Андре Жид говорит в письме, напечатанном в газете "Фигаро" (1950, № 1904, 23 октября), что на пороге 80-летия Бунина он обращается к нему "от имени Франции", приветствует и обнимает его, "как своего собрата"; он проникнут глубокой симпатией к его творчеству, "которым… восхищался задолго до того, как смог, - пишет А. Жид, - с вами встретиться, и наконец к вам лично, когда наши дороги пересеклись".
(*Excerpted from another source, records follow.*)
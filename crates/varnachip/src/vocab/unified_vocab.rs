//! # Unified Token Vocabulary

use std::sync::Arc;

use crate::{
    errors::VCResult,
    segmentation::{SegmentationConfig, TextSegmentor},
    types::{Pair, TokenType},
    vocab::{MergeRule, MergeVocab},
};

/// Unified token vocabulary.
///
/// Pairs the [`MergeVocab`] with the segmentation it was trained under;
/// so that inference always segments exactly as training did.
#[derive(Debug, Clone, PartialEq)]
pub struct UnifiedTokenVocab<T: TokenType> {
    /// The text segmentor.
    segmentor: TextSegmentor,

    /// The shared merge vocabulary.
    merge_vocab: Arc<MergeVocab<T>>,
}

impl<T: TokenType> UnifiedTokenVocab<T> {
    /// Initialize a [`UnifiedTokenVocab`].
    ///
    /// ## Arguments
    /// * `segmentation` - The segmentation configuration.
    /// * `merge_vocab` - The merge vocabulary.
    ///
    /// ## Returns
    /// A `VCResult<UnifiedTokenVocab>`, with errors on invalid segmentation.
    pub fn new<V>(
        segmentation: SegmentationConfig,
        merge_vocab: V,
    ) -> VCResult<Self>
    where
        V: Into<Arc<MergeVocab<T>>>,
    {
        Ok(Self {
            segmentor: TextSegmentor::from_config(segmentation)?,
            merge_vocab: merge_vocab.into(),
        })
    }

    /// Get the [`SegmentationConfig`].
    pub fn segmentation(&self) -> &SegmentationConfig {
        self.segmentor.config()
    }

    /// Get the [`TextSegmentor`].
    pub fn segmentor(&self) -> &TextSegmentor {
        &self.segmentor
    }

    /// Get the shared [`MergeVocab`].
    pub fn merge_vocab(&self) -> &Arc<MergeVocab<T>> {
        &self.merge_vocab
    }

    /// The number of tokens in the vocabulary.
    #[allow(clippy::len_without_is_empty)]
    pub fn len(&self) -> usize {
        self.merge_vocab.len()
    }

    /// The merge rules, in rank order.
    pub fn merge_rules(&self) -> &[MergeRule<T>] {
        self.merge_vocab.merge_rules()
    }

    /// Look up the token produced by merging a pair.
    pub fn lookup_pair(
        &self,
        pair: &Pair<T>,
    ) -> Option<T> {
        self.merge_vocab.lookup_pair(pair)
    }

    /// Get the byte expansion of a token.
    pub fn get_bytes(
        &self,
        token: T,
    ) -> Option<&[u8]> {
        self.merge_vocab.get_bytes(token)
    }
}

impl<T: TokenType> AsRef<UnifiedTokenVocab<T>> for UnifiedTokenVocab<T> {
    fn as_ref(&self) -> &UnifiedTokenVocab<T> {
        self
    }
}
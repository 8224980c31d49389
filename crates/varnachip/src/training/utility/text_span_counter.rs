//! # Chunk Counter

use crate::{
    segmentation::TextSegmentor,
    training::{CountType, StringChunkType, utility::token_span_buffer::TokenSpanBuf},
    types::{TokenType, VCHashMap},
    vocab::size_hints::EXPECTED_CHUNK_LENGTH,
};

/// Options for [`TextSpanCounter`].
#[derive(Debug, Clone)]
pub struct TextSpanCounterOptions {
    /// Expected average chunk length in bytes.
    /// Used when pre-allocating buffers.
    pub avg_chunk_len: usize,
}

impl Default for TextSpanCounterOptions {
    fn default() -> Self {
        Self {
            avg_chunk_len: EXPECTED_CHUNK_LENGTH,
        }
    }
}

impl TextSpanCounterOptions {
    /// Set the expected average chunk length in bytes.
    pub fn with_avg_chunk_len(
        self,
        avg_chunk_len: usize,
    ) -> Self {
        Self { avg_chunk_len }
    }
}

/// Chunk counter.
///
/// Identical chunk texts are counted once, with a multiplicity.
pub struct TextSpanCounter<K, C>
where
    K: StringChunkType,
    C: CountType,
{
    /// The config options.
    pub options: TextSpanCounterOptions,

    /// The segmentor.
    pub segmentor: TextSegmentor,

    /// The chunk counts.
    pub span_counts: VCHashMap<K, C>,

    /// The total number of bytes observed.
    pub total_bytes: usize,
}

impl<K, C> TextSpanCounter<K, C>
where
    K: StringChunkType,
    C: CountType,
{
    /// Create a new chunk counter.
    pub fn new(
        segmentor: TextSegmentor,
        options: TextSpanCounterOptions,
    ) -> Self {
        Self {
            options,
            segmentor,
            span_counts: VCHashMap::default(),
            total_bytes: 0,
        }
    }

    /// Update chunk counts inplace from text.
    pub fn update_from_text<S: AsRef<str>>(
        &mut self,
        text: S,
    ) {
        let text = text.as_ref();
        let span_counts = &mut self.span_counts;
        span_counts.reserve(text.len() / self.options.avg_chunk_len.max(1));

        for chunk in self.segmentor.chunks(text) {
            let k: K = chunk.as_str(text).into();
            *span_counts.entry(k).or_default() += C::one();
        }
        self.total_bytes += text.len();
    }

    /// Update chunk counts inplace from a sample iterator.
    ///
    /// Each sample is segmented independently.
    pub fn update_from_samples<I>(
        &mut self,
        samples: I,
    ) where
        I: IntoIterator,
        I::Item: AsRef<str>,
    {
        for sample in samples {
            self.update_from_text(sample);
        }
    }

    /// The number of distinct byte values observed.
    pub fn unique_byte_count(&self) -> usize {
        let mut seen = [false; 256];
        for k in self.span_counts.keys() {
            for &b in k.as_ref().as_bytes() {
                seen[b as usize] = true;
            }
        }
        seen.iter().filter(|&&s| s).count()
    }

    /// Convert the chunk counter to a [`TokenSpanBuf<T>`] count iterator.
    pub fn to_text_span_counts_iter<T: TokenType>(&self) -> impl Iterator<Item = (TokenSpanBuf<T>, C)> + '_ {
        self.span_counts
            .iter()
            .map(|(k, v)| (TokenSpanBuf::from_string(k), *v))
    }
}
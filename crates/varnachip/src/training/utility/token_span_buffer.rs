//! # Token Span Buffer

use crate::{
    types::{Pair, TokenType},
    vocab::byte_tokens::append_byte_tokens,
};

/// A mutable span of tokens (one segmentation chunk).
///
/// Iteratively rewritten during BPE vocabulary training;
/// never reordered, and never split.
#[derive(Debug, Clone, PartialEq, Eq, PartialOrd, Ord, Hash)]
pub struct TokenSpanBuf<T: TokenType> {
    tokens: Vec<T>,
}

impl<T: TokenType, S: AsRef<[T]>> From<S> for TokenSpanBuf<T> {
    fn from(tokens: S) -> Self {
        Self::from_tokens(tokens)
    }
}

impl<T: TokenType> TokenSpanBuf<T> {
    const DEC: i32 = -1;
    const INC: i32 = 1;

    /// Create a new span buffer from tokens.
    pub fn from_tokens<S>(tokens: S) -> Self
    where
        S: AsRef<[T]>,
    {
        Self {
            tokens: tokens.as_ref().to_vec(),
        }
    }

    /// Create a new span buf from a byte slice; one byte token per byte.
    ///
    /// # Arguments
    /// * `bytes` - the bytes to translate to byte-level tokens.
    pub fn from_bytes<B: AsRef<[u8]>>(bytes: B) -> Self {
        let bytes = bytes.as_ref();
        let mut tokens = Vec::with_capacity(bytes.len());
        append_byte_tokens(bytes, &mut tokens);
        Self { tokens }
    }

    /// Create a new span buf from a string slice.
    ///
    /// # Arguments
    /// * `text` - the text to turn into UTF-8 bytes, and translate to byte-level tokens.
    pub fn from_string<S: AsRef<str>>(text: S) -> Self {
        Self::from_bytes(text.as_ref().as_bytes())
    }

    /// View the tokens as a slice.
    pub fn tokens(&self) -> &[T] {
        &self.tokens
    }

    /// Get the length of the span.
    pub fn len(&self) -> usize {
        self.tokens.len()
    }

    /// Is this span empty?
    pub fn is_empty(&self) -> bool {
        self.tokens.is_empty()
    }

    /// Get an iterator over [`Pair<T>`] windows of this span.
    pub fn pairs<'a>(&'a self) -> impl Iterator<Item = Pair<T>> + 'a {
        self.tokens.windows(2).map(|w| (w[0], w[1]))
    }

    /// Merge all non-overlapping occurrences of `pair -> replacement`,
    /// scanning left to right.
    ///
    /// # Arguments
    /// * `pair` - the pair to merge.
    /// * `replacement` - the token to replace `pair` with.
    /// * `on_merge` - a callback function to invoke for each incremental pair delta.
    ///   The function is called with:
    ///   - `pair` - the pair window that changed.
    ///   - `delta` - the pair count delta: `+1` for an added pair, `-1` for a removed pair.
    pub fn merge_pair_cb<F>(
        &mut self,
        pair: Pair<T>,
        replacement: T,
        on_merge: &mut F,
    ) where
        F: FnMut(Pair<T>, i32),
    {
        let (a, b) = pair;
        let n = self.tokens.len();

        if n < 2 {
            return;
        }

        let mut new_tokens: Vec<T> = Vec::with_capacity(n);

        let mut i = 0;
        while i < n {
            let current = self.tokens[i];

            if i + 1 < n && pair == (current, self.tokens[i + 1]) {
                if let Some(&x) = new_tokens.last() {
                    on_merge((x, a), Self::DEC);
                    on_merge((x, replacement), Self::INC);
                }

                on_merge(pair, Self::DEC);

                if i + 2 < n {
                    let y = self.tokens[i + 2];
                    on_merge((b, y), Self::DEC);
                    on_merge((replacement, y), Self::INC);
                };

                new_tokens.push(replacement);

                // Skip 'a' and 'b'.
                i += 2;
            } else {
                new_tokens.push(current);
                i += 1;
            }
        }

        self.tokens = new_tokens;
    }

    /// Merge all non-overlapping occurrences of `pair -> replacement`.
    ///
    /// # Returns
    /// a delta list of pair count deltas for this span:
    /// * `(Pair, +1)` - for each instance of an added `Pair`.
    /// * `(Pair, -1)` - for each instance of a removed `Pair`.
    pub fn merge_pair(
        &mut self,
        pair: Pair<T>,
        replacement: T,
    ) -> Vec<(Pair<T>, i32)> {
        let mut deltas: Vec<(Pair<T>, i32)> = Vec::with_capacity(6);
        self.merge_pair_cb(pair, replacement, &mut |p, d| deltas.push((p, d)));
        deltas
    }
}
Когда он встретился с Буниным в Грассе, то не чувствовал себя чужим; "в атмосфере немножко богемной, немножко экзальтированной, но глубоко человечной, - говорит он, - которая вас окружала, я сейчас же почувствовал себя почти как у себя дома потому, что этой атмосферой проникнуто большинство произведений русской литературы, которая с давних пор была мне близка. И до чего же неотразимо ваше влияние: когда я смотрел из окон вашей виллы в Грассе, меня отчасти удивляло, что передо мной пейзаж французского юга, а не русская степь, не туман, не снег и не белые березовые рощи. Ваш внутренний мир господствовал и торжествовал над внешним миром; он-то и был подлинной реальностью. Вокруг вас я ощущал ту необычайную силу влечения, которая укрепляет братские узы человека с человеком вопреки границам, вопреки различиям общественным и вопреки условностям. Даже вопреки интеллектуальным расхождениям. Как прекрасно я вас понимал! В ходе нашей беседы мы обнаруживали, что мы ни в чем друг с другом не согласны, абсолютно ни в чем, - и это было очаровательно. Наши литературные вкусы, наши пристрастия, наши суждения резко расходились, как в том, что мы одобряли, так и в том, что мы осуждали. Но главным для меня было то, что во всех ваших словах я слышал правдивость и убежденность, - никакого насилия над собой, никакой подделки, никакого подлаживания. Невозможно было себе представить этику и эстетику, литературный рай и литературный ад более далекими от моего, чем ваш. Но ваши позиции были незыблемы и непоколебимы. А это и есть самое главное, ибо в искусстве великие художники велики каждый по-своему. Когда я слушаю ваши рассказы, я забываю обо всем: вот что важно. Я не знаю писателей, у которых внешний мир находился бы в более тесном соприкосновении с другим миром, с миром внутренним, чем у вас, у которых ощущения были бы более точны и незаменимы, слова более естественны и в то же время неожиданны. Вы с одинаковой уверенностью изображаете нищету и убожество, с одной стороны, и благополучие, с другой, отдавая все же некоторое предпочтение самым обездоленным людям на свете. И какой неожиданный ракурс: кажется, что полотно разрывается и оттуда смотрит на нас полнейшая безнадежность. Я убежден, что именно в этом мы особенно отличаемся друг от друга! Но дело не в похвалах" (перевод Н. М. Любимова).
Вышел посвященный Бунину выпуск иллюстрированного журнала "Дело" (1950, декабрь, № 1).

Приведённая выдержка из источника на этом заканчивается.